GIVEN INFORMATION>
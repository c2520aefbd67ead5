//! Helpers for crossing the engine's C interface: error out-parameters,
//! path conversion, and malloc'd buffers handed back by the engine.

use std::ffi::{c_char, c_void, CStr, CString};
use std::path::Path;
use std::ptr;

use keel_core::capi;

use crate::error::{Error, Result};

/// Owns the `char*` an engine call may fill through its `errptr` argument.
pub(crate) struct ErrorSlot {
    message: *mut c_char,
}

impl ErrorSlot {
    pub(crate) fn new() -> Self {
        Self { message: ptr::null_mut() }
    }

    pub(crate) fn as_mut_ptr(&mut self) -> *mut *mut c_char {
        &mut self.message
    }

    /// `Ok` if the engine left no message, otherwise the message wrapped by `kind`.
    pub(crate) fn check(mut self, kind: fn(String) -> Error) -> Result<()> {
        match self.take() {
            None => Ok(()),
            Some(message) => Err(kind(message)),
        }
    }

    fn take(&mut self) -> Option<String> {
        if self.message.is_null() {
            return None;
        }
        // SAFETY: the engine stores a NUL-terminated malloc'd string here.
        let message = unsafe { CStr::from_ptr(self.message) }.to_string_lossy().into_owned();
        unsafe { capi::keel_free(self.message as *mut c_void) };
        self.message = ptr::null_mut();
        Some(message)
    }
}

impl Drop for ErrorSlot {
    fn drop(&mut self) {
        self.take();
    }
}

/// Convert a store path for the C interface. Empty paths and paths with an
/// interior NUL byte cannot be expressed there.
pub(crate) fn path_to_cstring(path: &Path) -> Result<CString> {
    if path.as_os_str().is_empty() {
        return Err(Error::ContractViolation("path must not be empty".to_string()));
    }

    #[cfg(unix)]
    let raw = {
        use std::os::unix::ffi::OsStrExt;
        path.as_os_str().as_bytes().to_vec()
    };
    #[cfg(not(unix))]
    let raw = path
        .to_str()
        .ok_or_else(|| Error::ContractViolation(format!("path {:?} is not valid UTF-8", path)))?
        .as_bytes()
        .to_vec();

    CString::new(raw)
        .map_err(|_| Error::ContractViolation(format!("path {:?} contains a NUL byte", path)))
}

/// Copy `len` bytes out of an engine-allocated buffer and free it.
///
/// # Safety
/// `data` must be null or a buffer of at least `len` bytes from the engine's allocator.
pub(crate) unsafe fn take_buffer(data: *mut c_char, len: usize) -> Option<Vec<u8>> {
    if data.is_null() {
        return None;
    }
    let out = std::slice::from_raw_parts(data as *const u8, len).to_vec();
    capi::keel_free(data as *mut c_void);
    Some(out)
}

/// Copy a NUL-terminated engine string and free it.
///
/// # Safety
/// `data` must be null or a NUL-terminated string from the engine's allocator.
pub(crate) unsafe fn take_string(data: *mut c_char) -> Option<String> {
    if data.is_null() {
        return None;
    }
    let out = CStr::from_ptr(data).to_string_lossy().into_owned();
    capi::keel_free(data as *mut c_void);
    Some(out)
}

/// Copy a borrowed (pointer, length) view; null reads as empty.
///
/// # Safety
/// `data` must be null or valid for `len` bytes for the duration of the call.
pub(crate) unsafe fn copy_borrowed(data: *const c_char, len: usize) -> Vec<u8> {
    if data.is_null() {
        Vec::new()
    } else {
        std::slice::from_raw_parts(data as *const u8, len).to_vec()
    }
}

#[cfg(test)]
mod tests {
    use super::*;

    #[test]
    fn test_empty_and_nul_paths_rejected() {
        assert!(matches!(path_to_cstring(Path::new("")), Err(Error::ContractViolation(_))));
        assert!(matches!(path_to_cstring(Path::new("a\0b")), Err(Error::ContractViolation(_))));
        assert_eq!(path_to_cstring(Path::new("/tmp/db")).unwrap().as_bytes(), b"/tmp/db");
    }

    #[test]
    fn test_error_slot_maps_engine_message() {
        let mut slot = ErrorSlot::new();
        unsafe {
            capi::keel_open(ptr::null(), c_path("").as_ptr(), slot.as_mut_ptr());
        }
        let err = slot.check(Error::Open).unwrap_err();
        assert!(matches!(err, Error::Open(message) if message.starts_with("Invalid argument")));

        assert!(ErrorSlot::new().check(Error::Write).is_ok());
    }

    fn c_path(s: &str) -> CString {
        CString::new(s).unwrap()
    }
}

* * *

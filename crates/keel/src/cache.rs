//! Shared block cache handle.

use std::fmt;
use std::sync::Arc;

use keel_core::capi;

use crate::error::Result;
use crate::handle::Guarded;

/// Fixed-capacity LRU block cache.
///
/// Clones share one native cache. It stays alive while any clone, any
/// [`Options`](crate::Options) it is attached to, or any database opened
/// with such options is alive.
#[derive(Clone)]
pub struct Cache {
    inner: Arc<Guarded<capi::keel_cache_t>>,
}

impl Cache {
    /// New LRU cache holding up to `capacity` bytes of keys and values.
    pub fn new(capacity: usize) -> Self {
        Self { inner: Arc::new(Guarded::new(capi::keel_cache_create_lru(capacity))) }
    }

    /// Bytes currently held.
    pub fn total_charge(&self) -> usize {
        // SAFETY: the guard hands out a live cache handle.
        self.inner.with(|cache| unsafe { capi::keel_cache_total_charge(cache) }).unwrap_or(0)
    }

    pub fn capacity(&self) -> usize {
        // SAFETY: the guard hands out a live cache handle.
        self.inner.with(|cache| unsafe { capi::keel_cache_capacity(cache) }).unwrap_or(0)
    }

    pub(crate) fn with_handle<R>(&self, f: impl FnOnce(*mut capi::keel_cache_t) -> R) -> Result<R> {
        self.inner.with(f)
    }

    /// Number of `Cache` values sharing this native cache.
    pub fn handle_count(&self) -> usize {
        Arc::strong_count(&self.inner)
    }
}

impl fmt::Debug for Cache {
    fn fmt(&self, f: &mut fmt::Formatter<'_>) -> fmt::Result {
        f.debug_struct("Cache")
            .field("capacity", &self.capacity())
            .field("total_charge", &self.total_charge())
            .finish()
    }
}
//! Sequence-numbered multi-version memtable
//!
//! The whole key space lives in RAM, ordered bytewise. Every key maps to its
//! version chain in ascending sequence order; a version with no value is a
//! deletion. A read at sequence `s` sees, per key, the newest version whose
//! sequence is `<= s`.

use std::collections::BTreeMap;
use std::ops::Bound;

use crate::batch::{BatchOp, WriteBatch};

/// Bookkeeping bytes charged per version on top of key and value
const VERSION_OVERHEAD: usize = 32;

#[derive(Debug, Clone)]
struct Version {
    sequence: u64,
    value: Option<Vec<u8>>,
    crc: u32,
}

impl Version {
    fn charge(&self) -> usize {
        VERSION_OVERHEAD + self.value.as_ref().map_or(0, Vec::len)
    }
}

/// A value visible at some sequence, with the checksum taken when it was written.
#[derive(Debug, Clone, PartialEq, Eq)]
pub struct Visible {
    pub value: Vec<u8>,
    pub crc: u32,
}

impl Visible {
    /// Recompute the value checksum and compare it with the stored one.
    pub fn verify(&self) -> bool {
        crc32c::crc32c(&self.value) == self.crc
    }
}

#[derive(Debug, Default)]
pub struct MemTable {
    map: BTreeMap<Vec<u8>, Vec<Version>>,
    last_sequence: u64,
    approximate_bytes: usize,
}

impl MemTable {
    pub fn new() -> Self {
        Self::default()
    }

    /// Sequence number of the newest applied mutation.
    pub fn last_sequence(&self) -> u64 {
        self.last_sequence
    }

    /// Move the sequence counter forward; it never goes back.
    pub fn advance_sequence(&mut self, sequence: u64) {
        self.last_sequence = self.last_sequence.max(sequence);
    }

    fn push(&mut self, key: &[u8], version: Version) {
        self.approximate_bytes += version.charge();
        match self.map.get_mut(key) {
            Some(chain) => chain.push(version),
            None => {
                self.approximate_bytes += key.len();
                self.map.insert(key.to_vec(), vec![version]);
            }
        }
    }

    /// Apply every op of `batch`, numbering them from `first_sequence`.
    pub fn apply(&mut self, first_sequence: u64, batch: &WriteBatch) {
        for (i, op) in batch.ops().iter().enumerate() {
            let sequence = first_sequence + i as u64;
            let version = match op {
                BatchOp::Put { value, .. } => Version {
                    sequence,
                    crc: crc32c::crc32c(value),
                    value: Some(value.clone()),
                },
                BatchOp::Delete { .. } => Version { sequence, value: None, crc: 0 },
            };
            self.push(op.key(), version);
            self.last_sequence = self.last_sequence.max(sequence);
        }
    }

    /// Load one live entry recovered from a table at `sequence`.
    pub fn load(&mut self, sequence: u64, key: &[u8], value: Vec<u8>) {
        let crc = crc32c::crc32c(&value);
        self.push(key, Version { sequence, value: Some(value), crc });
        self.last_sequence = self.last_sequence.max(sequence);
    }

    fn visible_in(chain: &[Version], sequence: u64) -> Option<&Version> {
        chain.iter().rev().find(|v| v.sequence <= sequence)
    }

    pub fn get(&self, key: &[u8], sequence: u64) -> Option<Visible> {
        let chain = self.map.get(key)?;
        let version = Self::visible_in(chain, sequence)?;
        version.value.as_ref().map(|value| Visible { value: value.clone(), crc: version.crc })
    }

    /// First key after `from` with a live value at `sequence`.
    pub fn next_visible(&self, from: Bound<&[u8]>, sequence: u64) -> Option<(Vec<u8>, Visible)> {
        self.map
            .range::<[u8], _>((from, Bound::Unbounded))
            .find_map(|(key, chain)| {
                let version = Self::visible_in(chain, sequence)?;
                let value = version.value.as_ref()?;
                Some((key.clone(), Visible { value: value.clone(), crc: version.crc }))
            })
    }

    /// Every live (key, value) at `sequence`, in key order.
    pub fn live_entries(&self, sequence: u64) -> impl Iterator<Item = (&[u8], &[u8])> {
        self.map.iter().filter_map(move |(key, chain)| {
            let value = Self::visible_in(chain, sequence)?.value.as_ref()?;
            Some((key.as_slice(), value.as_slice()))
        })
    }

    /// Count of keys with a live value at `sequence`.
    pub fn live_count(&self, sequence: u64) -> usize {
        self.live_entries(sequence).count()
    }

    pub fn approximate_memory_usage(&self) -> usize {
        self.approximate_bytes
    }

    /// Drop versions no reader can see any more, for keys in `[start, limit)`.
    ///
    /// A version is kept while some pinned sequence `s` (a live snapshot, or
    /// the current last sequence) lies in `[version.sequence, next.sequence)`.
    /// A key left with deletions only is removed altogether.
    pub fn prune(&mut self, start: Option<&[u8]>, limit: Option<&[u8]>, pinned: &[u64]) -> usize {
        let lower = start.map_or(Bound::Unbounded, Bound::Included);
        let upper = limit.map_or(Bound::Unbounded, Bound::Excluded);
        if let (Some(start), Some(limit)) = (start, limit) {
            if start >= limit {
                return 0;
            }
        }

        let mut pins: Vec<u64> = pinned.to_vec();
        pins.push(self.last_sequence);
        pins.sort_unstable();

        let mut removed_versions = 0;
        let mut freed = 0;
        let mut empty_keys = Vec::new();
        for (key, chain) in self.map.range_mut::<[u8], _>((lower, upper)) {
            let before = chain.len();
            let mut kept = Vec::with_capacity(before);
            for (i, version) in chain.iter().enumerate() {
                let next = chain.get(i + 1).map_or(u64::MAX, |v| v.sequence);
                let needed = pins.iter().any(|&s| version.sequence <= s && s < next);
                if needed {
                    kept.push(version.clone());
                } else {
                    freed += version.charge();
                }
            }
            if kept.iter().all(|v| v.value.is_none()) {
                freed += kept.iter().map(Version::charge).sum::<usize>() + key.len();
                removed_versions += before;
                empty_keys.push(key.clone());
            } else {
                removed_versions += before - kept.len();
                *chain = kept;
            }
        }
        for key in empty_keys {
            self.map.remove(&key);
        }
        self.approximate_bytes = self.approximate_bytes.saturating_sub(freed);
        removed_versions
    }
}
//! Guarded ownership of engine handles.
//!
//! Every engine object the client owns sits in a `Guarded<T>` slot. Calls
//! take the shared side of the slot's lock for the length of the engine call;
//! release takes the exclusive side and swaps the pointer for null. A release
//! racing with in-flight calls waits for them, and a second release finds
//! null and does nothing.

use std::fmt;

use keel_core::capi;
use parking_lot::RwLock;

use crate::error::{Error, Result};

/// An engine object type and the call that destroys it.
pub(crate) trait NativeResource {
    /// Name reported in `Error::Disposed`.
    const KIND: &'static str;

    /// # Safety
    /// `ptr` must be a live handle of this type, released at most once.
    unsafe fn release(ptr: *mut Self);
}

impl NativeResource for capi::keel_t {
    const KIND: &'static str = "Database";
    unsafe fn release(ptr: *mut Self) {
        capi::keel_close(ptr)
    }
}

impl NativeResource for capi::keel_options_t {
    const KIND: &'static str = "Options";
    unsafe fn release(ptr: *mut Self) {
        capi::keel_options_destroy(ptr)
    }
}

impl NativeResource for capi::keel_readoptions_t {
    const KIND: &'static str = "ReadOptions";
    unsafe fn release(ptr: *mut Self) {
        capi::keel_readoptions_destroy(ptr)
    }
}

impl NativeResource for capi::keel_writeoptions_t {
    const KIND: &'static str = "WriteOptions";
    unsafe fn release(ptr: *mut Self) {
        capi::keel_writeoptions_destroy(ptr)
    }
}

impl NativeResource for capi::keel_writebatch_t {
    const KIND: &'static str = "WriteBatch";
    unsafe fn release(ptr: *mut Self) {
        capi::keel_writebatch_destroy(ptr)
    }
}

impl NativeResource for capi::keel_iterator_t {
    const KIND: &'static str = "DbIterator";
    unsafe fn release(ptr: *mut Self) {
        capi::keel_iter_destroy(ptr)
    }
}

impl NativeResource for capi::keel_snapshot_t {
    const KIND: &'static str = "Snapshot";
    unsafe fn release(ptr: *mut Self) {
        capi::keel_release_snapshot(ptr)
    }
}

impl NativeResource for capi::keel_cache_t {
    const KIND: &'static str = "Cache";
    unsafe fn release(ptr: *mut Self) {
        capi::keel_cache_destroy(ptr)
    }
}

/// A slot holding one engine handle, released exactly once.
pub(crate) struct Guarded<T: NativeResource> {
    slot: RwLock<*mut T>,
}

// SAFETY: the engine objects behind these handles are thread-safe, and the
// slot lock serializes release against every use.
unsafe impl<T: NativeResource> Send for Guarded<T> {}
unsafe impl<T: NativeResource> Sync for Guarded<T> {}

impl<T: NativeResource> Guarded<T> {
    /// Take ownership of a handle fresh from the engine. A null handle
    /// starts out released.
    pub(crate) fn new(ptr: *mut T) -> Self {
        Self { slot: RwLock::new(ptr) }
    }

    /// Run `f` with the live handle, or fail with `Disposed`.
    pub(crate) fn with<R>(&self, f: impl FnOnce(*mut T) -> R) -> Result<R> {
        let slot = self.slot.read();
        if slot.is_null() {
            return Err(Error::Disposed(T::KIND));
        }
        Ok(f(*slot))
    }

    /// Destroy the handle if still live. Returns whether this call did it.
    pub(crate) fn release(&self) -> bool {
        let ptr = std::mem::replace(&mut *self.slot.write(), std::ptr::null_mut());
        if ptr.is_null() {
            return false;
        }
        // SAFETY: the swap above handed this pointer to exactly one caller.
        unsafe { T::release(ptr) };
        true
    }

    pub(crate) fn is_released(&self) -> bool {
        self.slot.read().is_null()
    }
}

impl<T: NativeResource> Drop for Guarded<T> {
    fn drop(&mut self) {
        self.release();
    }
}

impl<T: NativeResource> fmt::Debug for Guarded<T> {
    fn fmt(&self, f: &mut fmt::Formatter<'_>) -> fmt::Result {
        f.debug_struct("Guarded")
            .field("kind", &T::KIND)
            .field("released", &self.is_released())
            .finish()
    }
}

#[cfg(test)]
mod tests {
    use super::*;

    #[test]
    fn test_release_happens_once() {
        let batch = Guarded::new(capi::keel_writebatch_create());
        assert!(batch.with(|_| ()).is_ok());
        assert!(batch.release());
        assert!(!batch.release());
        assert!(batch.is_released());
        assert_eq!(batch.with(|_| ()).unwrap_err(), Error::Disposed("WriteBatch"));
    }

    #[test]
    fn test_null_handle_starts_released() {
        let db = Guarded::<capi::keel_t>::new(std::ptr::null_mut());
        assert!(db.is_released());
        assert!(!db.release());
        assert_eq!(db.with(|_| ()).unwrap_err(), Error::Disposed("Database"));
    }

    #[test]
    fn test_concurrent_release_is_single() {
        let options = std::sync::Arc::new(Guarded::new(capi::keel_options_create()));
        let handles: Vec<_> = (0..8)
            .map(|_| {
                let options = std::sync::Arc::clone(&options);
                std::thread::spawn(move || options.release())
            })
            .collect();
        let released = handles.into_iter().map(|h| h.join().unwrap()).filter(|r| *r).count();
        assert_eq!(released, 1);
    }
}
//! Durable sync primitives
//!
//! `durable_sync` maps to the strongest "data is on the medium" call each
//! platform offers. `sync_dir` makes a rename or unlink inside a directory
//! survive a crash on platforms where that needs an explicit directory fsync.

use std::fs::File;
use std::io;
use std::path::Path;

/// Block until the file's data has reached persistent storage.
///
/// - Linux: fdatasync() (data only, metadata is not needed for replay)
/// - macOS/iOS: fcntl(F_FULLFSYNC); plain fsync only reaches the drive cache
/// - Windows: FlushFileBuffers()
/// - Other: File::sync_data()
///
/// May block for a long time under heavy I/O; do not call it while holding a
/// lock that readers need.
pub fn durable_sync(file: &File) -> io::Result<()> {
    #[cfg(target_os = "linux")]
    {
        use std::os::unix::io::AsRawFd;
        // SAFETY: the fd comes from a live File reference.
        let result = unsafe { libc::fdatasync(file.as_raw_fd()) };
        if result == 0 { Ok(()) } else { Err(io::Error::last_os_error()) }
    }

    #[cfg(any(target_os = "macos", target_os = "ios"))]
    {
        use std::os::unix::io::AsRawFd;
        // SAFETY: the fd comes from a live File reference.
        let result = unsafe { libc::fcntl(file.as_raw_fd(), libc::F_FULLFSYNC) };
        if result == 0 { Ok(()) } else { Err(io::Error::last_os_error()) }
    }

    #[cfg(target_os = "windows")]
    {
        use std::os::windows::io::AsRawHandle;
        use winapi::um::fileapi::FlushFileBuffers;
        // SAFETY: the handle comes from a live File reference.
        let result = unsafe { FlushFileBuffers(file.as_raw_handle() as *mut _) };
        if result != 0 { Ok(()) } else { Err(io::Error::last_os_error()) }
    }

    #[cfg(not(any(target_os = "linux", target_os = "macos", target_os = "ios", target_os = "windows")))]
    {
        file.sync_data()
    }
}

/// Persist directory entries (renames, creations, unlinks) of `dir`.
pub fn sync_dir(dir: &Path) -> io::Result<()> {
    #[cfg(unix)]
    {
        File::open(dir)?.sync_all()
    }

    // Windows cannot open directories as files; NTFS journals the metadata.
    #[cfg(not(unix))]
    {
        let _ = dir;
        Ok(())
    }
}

PROBLEM STATEMENT>
Each line of the data that holds the word "only" should be copied.

WRITTEN RESPONSE>
    /// A key left with deletions only is removed altogether.
/// - Linux: fdatasync() (data only, metadata is not needed for replay)
/// - macOS/iOS: fcntl(F_FULLFSYNC); plain fsync only reaches the drive cache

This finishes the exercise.